At the time, the concern was the deficit would hit as early as 2008, but growth in the state economy and prudent state spending ended up buying the state an extra six years in the black.
Meanwhile, Ted Boettner with the West Virginia Center on Budget and Policy notes that much of the 2014 deficit is self-inflicted, from cuts in corporate net and business franchise taxes ($120 million), the phase-out of the sales tax on food ($156 million), and elimination of the estate tax ($18 million), accounting for $294 million in lost revenue.
Regarding last week's item about attendance at the Southern Legislative Conference appeared to be half that of the last time Charleston hosted the SLC in 1997, official figures show it was actually even worse.
According to SLC staff, a total of 540 participants (including legislators, staff, spouses and family) registered for the four-day event, and a total of 500 actually checked in.
Meanwhile, a couple of corrections/clarifications from last week:
Regarding SLC sponsorships, it was the state Racing Association (the horseracing lobby), and not the state Racing Commission that was one of the $10,000 sponsors.

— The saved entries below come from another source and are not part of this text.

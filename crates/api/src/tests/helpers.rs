// Copyright (C) 2026 Fred Clausen
// Use of this source code is governed by an MIT-style
// license that can be found in the LICENSE file or at
// https://opensource.org/licenses/MIT.

//! Test helper functions and fixtures.

use roombook_domain::Role;
use roombook_persistence::{Persistence, RoomFields};
use time::macros::datetime;
use time::{Duration, OffsetDateTime};

use crate::{AuthenticatedActor, CreateReservationRequest};

/// Fixed clock for every handler test.
pub const NOW: OffsetDateTime = datetime!(2030-05-01 08:00 UTC);

pub const ADMIN_PIN: &str = "1111";
pub const CLERK_PIN: &str = "2222";
pub const OUTSIDER_PIN: &str = "3333";

/// A seeded database.
///
/// - An administrator with no building assignment
/// - A clerk assigned to the town hall
/// - An outsider assigned to the library
/// - One room in each building
pub struct Fixture {
    pub persistence: Persistence,
    pub admin: AuthenticatedActor,
    pub clerk: AuthenticatedActor,
    pub outsider: AuthenticatedActor,
    pub town_hall_id: i64,
    pub library_id: i64,
    pub council_room_id: i64,
    pub reading_room_id: i64,
}

pub fn setup_fixture() -> Fixture {
    let mut persistence: Persistence =
        Persistence::new_in_memory().expect("Failed to create in-memory persistence");

    let admin_id: i64 = persistence
        .create_user("Ada Admin", "ada@example.org", ADMIN_PIN, None, Role::Admin)
        .expect("Failed to create admin");
    let clerk_id: i64 = persistence
        .create_user("Carl Clerk", "carl@example.org", CLERK_PIN, None, Role::User)
        .expect("Failed to create clerk");
    let outsider_id: i64 = persistence
        .create_user("Olga Other", "olga@example.org", OUTSIDER_PIN, None, Role::User)
        .expect("Failed to create outsider");

    let town_hall_id: i64 = persistence
        .create_building("Town Hall", Some("1 Main St"), None)
        .expect("Failed to create town hall");
    let library_id: i64 = persistence
        .create_building("Library", None, None)
        .expect("Failed to create library");

    persistence
        .assign_building(clerk_id, town_hall_id)
        .expect("Failed to assign clerk");
    persistence
        .assign_building(outsider_id, library_id)
        .expect("Failed to assign outsider");

    let council_room_id: i64 = persistence
        .create_room(town_hall_id, &room_fields("Council Room"))
        .expect("Failed to create council room");
    let reading_room_id: i64 = persistence
        .create_room(library_id, &room_fields("Reading Room"))
        .expect("Failed to create reading room");

    Fixture {
        persistence,
        admin: AuthenticatedActor::new(admin_id, Role::Admin),
        clerk: AuthenticatedActor::new(clerk_id, Role::User),
        outsider: AuthenticatedActor::new(outsider_id, Role::User),
        town_hall_id,
        library_id,
        council_room_id,
        reading_room_id,
    }
}

pub const fn room_fields(name: &str) -> RoomFields<'_> {
    RoomFields {
        name,
        capacity: Some(20),
        equipment: None,
        color: None,
    }
}

/// A booking request starting `hours_from_now` after [`NOW`].
pub fn reservation_request(room_id: i64, hours_from_now: i64, length_hours: i64) -> CreateReservationRequest {
    let start: OffsetDateTime = NOW + Duration::hours(hours_from_now);
    CreateReservationRequest {
        room_id,
        start_time: start,
        end_time: start + Duration::hours(length_hours),
        description: Some(String::from("Committee meeting")),
    }
}
// Copyright (C) 2026 Fred Clausen
// Use of this source code is governed by an MIT-style
// license that can be found in the LICENSE file or at
// https://opensource.org/licenses/MIT.

use time::OffsetDateTime;

/// Errors that can occur during domain validation.
#[derive(Debug, Clone, PartialEq, Eq)]
pub enum DomainError {
    /// A reservation interval does not start strictly before it ends.
    InvalidInterval {
        /// The requested start instant.
        start: OffsetDateTime,
        /// The requested end instant.
        end: OffsetDateTime,
    },
    /// A reservation starts strictly before the request time.
    PastDateRejected {
        /// The requested start instant.
        start: OffsetDateTime,
        /// The instant the request was evaluated at.
        now: OffsetDateTime,
    },
    /// A stored timestamp cannot be represented as a date-time.
    TimestampOutOfRange(i64),
    /// A PIN is not exactly four ASCII digits.
    InvalidPin(String),
    /// An email address is empty or malformed.
    InvalidEmail(String),
    /// A display name is empty or invalid.
    InvalidName(String),
    /// A role string does not name a known role.
    InvalidRole(String),
    /// A reservation state string does not name a known state.
    InvalidReservationState(String),
    /// Room capacity must be a positive integer.
    InvalidCapacity {
        /// The rejected capacity.
        capacity: i32,
    },
    /// A display color is not a `#RRGGBB` hex triplet.
    InvalidColor(String),
    /// A weekly availability window is malformed.
    InvalidScheduleWindow(String),
}

impl std::fmt::Display for DomainError {
    fn fmt(&self, f: &mut std::fmt::Formatter<'_>) -> std::fmt::Result {
        match self {
            Self::InvalidInterval { start, end } => {
                write!(
                    f,
                    "Reservation start ({start}) must be strictly before its end ({end})"
                )
            }
            Self::PastDateRejected { start, now } => {
                write!(
                    f,
                    "Reservation start ({start}) is in the past (now is {now})"
                )
            }
            Self::TimestampOutOfRange(seconds) => {
                write!(f, "Timestamp {seconds} is out of range")
            }
            Self::InvalidPin(msg) => write!(f, "Invalid PIN: {msg}"),
            Self::InvalidEmail(msg) => write!(f, "Invalid email: {msg}"),
            Self::InvalidName(msg) => write!(f, "Invalid name: {msg}"),
            Self::InvalidRole(role) => {
                write!(f, "Invalid role: '{role}'. Must be 'ADMIN' or 'USER'")
            }
            Self::InvalidReservationState(state) => {
                write!(f, "Invalid reservation state: '{state}'")
            }
            Self::InvalidCapacity { capacity } => {
                write!(
                    f,
                    "Invalid capacity: {capacity}. Must be a positive integer"
                )
            }
            Self::InvalidColor(color) => {
                write!(f, "Invalid color: '{color}'. Expected #RRGGBB")
            }
            Self::InvalidScheduleWindow(msg) => write!(f, "Invalid schedule window: {msg}"),
        }
    }
}

impl std::error::Error for DomainError {}
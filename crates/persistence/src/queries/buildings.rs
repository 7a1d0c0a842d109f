// Copyright (C) 2026 Fred Clausen
// Use of this source code is governed by an MIT-style
// license that can be found in the LICENSE file or at
// https://opensource.org/licenses/MIT.

//! Building queries.

use std::collections::HashMap;

use diesel::prelude::*;
use diesel::{MysqlConnection, SqliteConnection};
use tracing::debug;

use crate::data_models::BuildingData;
use crate::diesel_schema::{buildings, rooms};
use crate::error::PersistenceError;

#[derive(Queryable, Selectable)]
#[diesel(table_name = buildings)]
struct BuildingRow {
    building_id: i64,
    name: String,
    address: Option<String>,
    description: Option<String>,
    created_at: String,
}

fn building_from_row(row: BuildingRow, room_count: i64) -> BuildingData {
    BuildingData {
        building_id: row.building_id,
        name: row.name,
        address: row.address,
        description: row.description,
        created_at: row.created_at,
        room_count,
    }
}

backend_fn! {
/// Retrieves a building by ID, with its room count.
///
/// # Errors
///
/// Returns an error if the database query fails.
/// Returns `Ok(None)` if the building is not found.
pub fn get_building(conn: &mut _, building_id: i64) -> Result<Option<BuildingData>, PersistenceError> {
    use diesel::dsl::count;

    debug!(building_id, "Looking up building by ID");

    let result: Result<BuildingRow, diesel::result::Error> = buildings::table
        .filter(buildings::building_id.eq(building_id))
        .select(BuildingRow::as_select())
        .first(conn);

    match result {
        Ok(row) => {
            let room_count: i64 = rooms::table
                .filter(rooms::building_id.eq(building_id))
                .select(count(rooms::room_id))
                .first(conn)?;
            Ok(Some(building_from_row(row, room_count)))
        }
        Err(diesel::result::Error::NotFound) => Ok(None),
        Err(e) => Err(PersistenceError::from(e)),
    }
}
}

backend_fn! {
/// Lists buildings ordered by name, each with its room count.
///
/// # Arguments
///
/// * `conn` - The database connection
/// * `building_ids` - Restrict to these ids; `None` lists every building
///
/// # Errors
///
/// Returns an error if the database query fails.
pub fn list_buildings(
    conn: &mut _,
    building_ids: Option<&[i64]>,
) -> Result<Vec<BuildingData>, PersistenceError> {
    use diesel::dsl::count;

    debug!(scoped = building_ids.is_some(), "Listing buildings");

    let mut query = buildings::table
        .select(BuildingRow::as_select())
        .order_by((buildings::name.asc(), buildings::building_id.asc()))
        .into_boxed();
    if let Some(ids) = building_ids {
        query = query.filter(buildings::building_id.eq_any(ids.to_vec()));
    }
    let rows: Vec<BuildingRow> = query.load(conn)?;

    let counts: HashMap<i64, i64> = rooms::table
        .group_by(rooms::building_id)
        .select((rooms::building_id, count(rooms::room_id)))
        .load::<(i64, i64)>(conn)?
        .into_iter()
        .collect();

    Ok(rows
        .into_iter()
        .map(|row| {
            let room_count: i64 = counts.get(&row.building_id).copied().unwrap_or(0);
            building_from_row(row, room_count)
        })
        .collect())
}
}
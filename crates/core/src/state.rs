// Copyright (C) 2026 Fred Clausen
// Use of this source code is governed by an MIT-style
// license that can be found in the LICENSE file or at
// https://opensource.org/licenses/MIT.

use roombook_domain::{ReservationState, TimeRange};

/// A stored reservation joined with its room and building.
#[derive(Debug, Clone, PartialEq, Eq)]
pub struct ReservationRecord {
    /// The reservation's identifier.
    pub reservation_id: i64,
    /// The booked room.
    pub room_id: i64,
    /// The booked room's name.
    pub room_name: String,
    /// The building that owns the room.
    pub building_id: i64,
    /// The owning building's name.
    pub building_name: String,
    /// The user who created the reservation.
    pub user_id: i64,
    /// The creator's display name.
    pub user_name: String,
    /// The reserved interval.
    pub range: TimeRange,
    /// Free-form note.
    pub description: Option<String>,
    /// Lifecycle state.
    pub state: ReservationState,
    /// Creation timestamp as stored.
    pub created_at: String,
}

Also, James Muhammad, director of radio services for West Virginia Public Broadcasting, said he did not attend the meeting where Education and Arts Secretary Kay Goodwin raised issues about the lack of storm recovery coverage on public radio following the June 29 derecho.
Finally, as a person who generally completes his Christmas card list during the week between Christmas and New Year's, and more often than not sends belated birthday cards to family and friends, it may take me a while to respond to all the cards, e-mails and kind words I've received regarding my mother's death, but be assured, I appreciate all the kind thoughts and comments, and will try to get caught up eventually.